• **ASSIGNED TASK**: Report each line below that carries the word "GeneralBusiness".

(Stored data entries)

^^^^^^^^^^^^^^^^

//! Audience catalog
//!
//! The fixed set of supported audience profiles. Each profile is a structured
//! section list rather than an interpolated string, so the prompt builder can
//! compose the final instruction without catalog entries carrying any
//! caller-specific data. Populated at compile time; no mutation API exists.

use crate::domain::models::Audience;
use crate::error::Result;
use std::str::FromStr;

/// Hard ceiling on headline length, reiterated in every instruction.
pub const MAX_HEADLINE_WORDS: u32 = 8;

/// Hard ceiling on quote length, reiterated in every instruction.
pub const MAX_QUOTE_WORDS: u32 = 33;

/// One required output section with its numeric constraints.
///
/// Headline count and narrative word count come from the request parameters;
/// list sizes and quote counts are fixed per profile.
#[derive(Debug, Clone, Copy, PartialEq, Eq)]
pub enum SectionSpec {
    /// Headline options. Count is taken from the request parameters.
    Headlines { style: &'static str },
    /// The narrative synthesis. Word count is taken from the request parameters.
    Narrative {
        title: &'static str,
        angle: &'static str,
    },
    /// Enumerated insights.
    Insights {
        title: &'static str,
        min: u8,
        max: u8,
        angle: &'static str,
    },
    /// Recommended or required actions.
    Actions {
        title: &'static str,
        min: u8,
        max: u8,
        angle: &'static str,
    },
    /// Verbatim supporting quotes.
    Quotes {
        title: &'static str,
        count: u8,
        angle: &'static str,
    },
}

impl SectionSpec {
    pub fn title(&self) -> &'static str {
        match self {
            SectionSpec::Headlines { .. } => "Headlines",
            SectionSpec::Narrative { title, .. }
            | SectionSpec::Insights { title, .. }
            | SectionSpec::Actions { title, .. }
            | SectionSpec::Quotes { title, .. } => title,
        }
    }
}

/// An immutable audience profile: who the synthesis is for, what it should
/// emphasize, and which sections it must produce, in order.
#[derive(Debug, Clone, Copy)]
pub struct AudienceProfile {
    pub audience: Audience,
    /// Emphasis bullets rendered at the top of the instruction.
    pub focus: &'static [&'static str],
    /// Required output sections in render order.
    pub sections: &'static [SectionSpec],
}

impl AudienceProfile {
    pub fn name(&self) -> &'static str {
        self.audience.name()
    }

    /// True for profiles that integrate two sub-audiences.
    pub fn is_pairing(&self) -> bool {
        matches!(
            self.audience,
            Audience::BoardAndCeos
                | Audience::CeosAndSeniorExecutives
                | Audience::HrAndSeniorExecutives
        )
    }
}

static BOARD_DIRECTORS: AudienceProfile = AudienceProfile {
    audience: Audience::BoardDirectors,
    focus: &[
        "Governance implications",
        "Strategic oversight considerations",
        "Risk management insights",
        "Long-term value creation",
    ],
    sections: &[
        SectionSpec::Headlines {
            style: "compelling and strategic",
        },
        SectionSpec::Narrative {
            title: "Strategic Overview",
            angle: "Focus on governance and oversight implications",
        },
        SectionSpec::Insights {
            title: "Key Governance Insights",
            min: 3,
            max: 3,
            angle: "specific insights relevant to board oversight",
        },
        SectionSpec::Insights {
            title: "Risk Considerations",
            min: 2,
            max: 3,
            angle: "potential risks or opportunities boards should monitor",
        },
        SectionSpec::Actions {
            title: "Questions for Management",
            min: 3,
            max: 3,
            angle: "specific questions directors should ask",
        },
        SectionSpec::Quotes {
            title: "Impactful Quotes",
            count: 3,
            angle: "quotes that resonate with board priorities",
        },
    ],
};

static CEOS: AudienceProfile = AudienceProfile {
    audience: Audience::Ceos,
    focus: &[
        "Strategic decisions and trade-offs",
        "Organizational transformation",
        "Competitive positioning",
        "Leadership lessons",
    ],
    sections: &[
        SectionSpec::Headlines {
            style: "action-oriented",
        },
        SectionSpec::Narrative {
            title: "Executive Summary",
            angle: "Focus on strategic implications and decisions",
        },
        SectionSpec::Actions {
            title: "Strategic Imperatives",
            min: 3,
            max: 3,
            angle: "critical actions or decisions",
        },
        SectionSpec::Insights {
            title: "Implementation Challenges",
            min: 2,
            max: 3,
            angle: "key obstacles and how to address them",
        },
        SectionSpec::Insights {
            title: "Leadership Lessons",
            min: 3,
            max: 3,
            angle: "specific lessons for CEO-level leadership",
        },
        SectionSpec::Quotes {
            title: "Impactful Quotes",
            count: 3,
            angle: "quotes that CEOs would find compelling",
        },
    ],
};

static SENIOR_EXECUTIVES: AudienceProfile = AudienceProfile {
    audience: Audience::SeniorExecutives,
    focus: &[
        "Operational implementation",
        "Team leadership applications",
        "Cross-functional collaboration",
        "Execution excellence",
    ],
    sections: &[
        SectionSpec::Headlines {
            style: "implementation-focused",
        },
        SectionSpec::Narrative {
            title: "Operations Overview",
            angle: "Focus on execution and team implications",
        },
        SectionSpec::Actions {
            title: "Implementation Roadmap",
            min: 3,
            max: 3,
            angle: "specific steps for execution",
        },
        SectionSpec::Actions {
            title: "Team Applications",
            min: 3,
            max: 3,
            angle: "ways to cascade insights to teams",
        },
        SectionSpec::Insights {
            title: "Cross-Functional Opportunities",
            min: 2,
            max: 3,
            angle: "collaboration points",
        },
        SectionSpec::Quotes {
            title: "Impactful Quotes",
            count: 3,
            angle: "quotes relevant to execution",
        },
    ],
};

static HR_LEADERS: AudienceProfile = AudienceProfile {
    audience: Audience::HrLeaders,
    focus: &[
        "Talent development implications",
        "Leadership pipeline building",
        "Culture and capability development",
        "Organizational effectiveness",
    ],
    sections: &[
        SectionSpec::Headlines {
            style: "talent-focused",
        },
        SectionSpec::Narrative {
            title: "Talent Overview",
            angle: "Focus on people and capability implications",
        },
        SectionSpec::Actions {
            title: "Leadership Development Applications",
            min: 3,
            max: 3,
            angle: "specific ways to develop leaders",
        },
        SectionSpec::Insights {
            title: "Culture Building Insights",
            min: 3,
            max: 3,
            angle: "cultural elements to reinforce or change",
        },
        SectionSpec::Insights {
            title: "Capability Gaps to Address",
            min: 2,
            max: 3,
            angle: "skill or competency areas to develop",
        },
        SectionSpec::Quotes {
            title: "Impactful Quotes",
            count: 3,
            angle: "quotes about talent or culture",
        },
    ],
};

static GENERAL_BUSINESS: AudienceProfile = AudienceProfile {
    audience: Audience::GeneralBusiness,
    focus: &[
        "Accessible business insights",
        "Practical applications",
        "Professional development",
        "Industry trends",
    ],
    sections: &[
        SectionSpec::Headlines {
            style: "broadly appealing",
        },
        SectionSpec::Narrative {
            title: "Overview",
            angle: "Accessible explanation of key insights",
        },
        SectionSpec::Insights {
            title: "Key Takeaways",
            min: 3,
            max: 3,
            angle: "main lessons in plain language",
        },
        SectionSpec::Actions {
            title: "Practical Applications",
            min: 3,
            max: 3,
            angle: "ways any professional can apply these insights",
        },
        SectionSpec::Insights {
            title: "Industry Implications",
            min: 2,
            max: 3,
            angle: "broader trends or changes highlighted",
        },
        SectionSpec::Quotes {
            title: "Impactful Quotes",
            count: 3,
            angle: "quotes that resonate broadly",
        },
    ],
};

// Pairing profiles integrate both perspectives. Their action lists are
// differentiated per sub-audience and their quotes must balance both
// concerns; they are not a concatenation of the two single profiles.

static BOARD_AND_CEOS: AudienceProfile = AudienceProfile {
    audience: Audience::BoardAndCeos,
    focus: &[
        "Governance and strategy as one conversation",
        "Alignment between board oversight and CEO decisions",
        "Risks the board should probe and management should own",
        "Long-term value creation through executive action",
    ],
    sections: &[
        SectionSpec::Headlines {
            style: "suited to a board meeting pre-read",
        },
        SectionSpec::Narrative {
            title: "Board Package Overview",
            angle: "Weave governance implications and strategic decisions into one integrated account",
        },
        SectionSpec::Insights {
            title: "Shared Strategic Insights",
            min: 3,
            max: 3,
            angle: "insights that matter to directors and the CEO alike",
        },
        SectionSpec::Actions {
            title: "Questions for the Board to Ask",
            min: 2,
            max: 3,
            angle: "oversight questions grounded in the interview",
        },
        SectionSpec::Actions {
            title: "Commitments for Management",
            min: 2,
            max: 3,
            angle: "actions the CEO should own in response",
        },
        SectionSpec::Quotes {
            title: "Impactful Quotes",
            count: 4,
            angle: "quotes balanced between governance and strategic execution concerns",
        },
    ],
};

static CEOS_AND_SENIOR_EXECUTIVES: AudienceProfile = AudienceProfile {
    audience: Audience::CeosAndSeniorExecutives,
    focus: &[
        "Strategy and execution as a single leadership agenda",
        "Decisions at the top and their operational cascade",
        "Competitive positioning backed by delivery capability",
        "Leadership lessons for the C-suite and their directs",
    ],
    sections: &[
        SectionSpec::Headlines {
            style: "suited to a leadership team offsite",
        },
        SectionSpec::Narrative {
            title: "Leadership Team Overview",
            angle: "Connect strategic decisions directly to their execution implications",
        },
        SectionSpec::Insights {
            title: "Strategy-to-Execution Insights",
            min: 3,
            max: 3,
            angle: "insights linking top-level choices to operational reality",
        },
        SectionSpec::Actions {
            title: "CEO Decisions",
            min: 2,
            max: 3,
            angle: "calls only the CEO can make",
        },
        SectionSpec::Actions {
            title: "Executive Execution Steps",
            min: 2,
            max: 3,
            angle: "steps senior executives should drive with their teams",
        },
        SectionSpec::Quotes {
            title: "Impactful Quotes",
            count: 4,
            angle: "quotes balanced between strategic intent and operational delivery",
        },
    ],
};

static HR_AND_SENIOR_EXECUTIVES: AudienceProfile = AudienceProfile {
    audience: Audience::HrAndSeniorExecutives,
    focus: &[
        "Talent strategy embedded in line execution",
        "Capability building owned jointly by HR and the business",
        "Culture change carried by operating leaders",
        "Leadership pipeline fed from real work",
    ],
    sections: &[
        SectionSpec::Headlines {
            style: "suited to a talent initiative rollout",
        },
        SectionSpec::Narrative {
            title: "Talent Initiative Overview",
            angle: "Integrate the people implications with how operating leaders will carry them",
        },
        SectionSpec::Insights {
            title: "Capability Insights",
            min: 3,
            max: 3,
            angle: "capability and culture insights relevant to both functions",
        },
        SectionSpec::Actions {
            title: "HR Program Moves",
            min: 2,
            max: 3,
            angle: "program or policy moves for HR leaders",
        },
        SectionSpec::Actions {
            title: "Line Leader Actions",
            min: 2,
            max: 3,
            angle: "day-to-day actions for senior executives and their teams",
        },
        SectionSpec::Quotes {
            title: "Impactful Quotes",
            count: 4,
            angle: "quotes balanced between talent development and operational leadership",
        },
    ],
};

static CATALOG: [&AudienceProfile; 8] = [
    &BOARD_DIRECTORS,
    &CEOS,
    &SENIOR_EXECUTIVES,
    &HR_LEADERS,
    &GENERAL_BUSINESS,
    &BOARD_AND_CEOS,
    &CEOS_AND_SENIOR_EXECUTIVES,
    &HR_AND_SENIOR_EXECUTIVES,
];

/// Looks up the profile for a string identifier, e.g. "Board Directors".
///
/// Fails with `UnknownAudience` for anything outside the fixed catalog.
pub fn resolve(identifier: &str) -> Result<&'static AudienceProfile> {
    let audience = Audience::from_str(identifier)?;
    Ok(profile(audience))
}

/// Looks up the profile for an audience. Infallible: the enum is closed and
/// every variant has exactly one catalog entry.
pub fn profile(audience: Audience) -> &'static AudienceProfile {
    match audience {
        Audience::BoardDirectors => &BOARD_DIRECTORS,
        Audience::Ceos => &CEOS,
        Audience::SeniorExecutives => &SENIOR_EXECUTIVES,
        Audience::HrLeaders => &HR_LEADERS,
        Audience::GeneralBusiness => &GENERAL_BUSINESS,
        Audience::BoardAndCeos => &BOARD_AND_CEOS,
        Audience::CeosAndSeniorExecutives => &CEOS_AND_SENIOR_EXECUTIVES,
        Audience::HrAndSeniorExecutives => &HR_AND_SENIOR_EXECUTIVES,
    }
}

/// All profiles in catalog order.
pub fn all() -> &'static [&'static AudienceProfile] {
    &CATALOG
}
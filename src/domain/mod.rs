/// Domain layer - core business models
///
/// These models are platform-agnostic and represent core business entities.
pub mod catalog;
pub mod models;
pub mod prompts;

pub use catalog::{AudienceProfile, SectionSpec, MAX_HEADLINE_WORDS, MAX_QUOTE_WORDS};
pub use models::{
    Audience, NarrativeLength, SynthesisParameters, SynthesisRequest, SynthesisResult,
    FOCUS_THEMES, MAX_HEADLINES, MIN_HEADLINES,
};
pub use prompts::{Instruction, PromptBuilder};
//! Generation backend adapters
//!
//! Implementations of the GenerationPort trait.

pub mod anthropic;

pub use anthropic::AnthropicBackend;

^^^^^^^^^^^^^^^^

• **RESPONSE BELOW**:
    audience: Audience::GeneralBusiness,
        Audience::GeneralBusiness => &GENERAL_BUSINESS,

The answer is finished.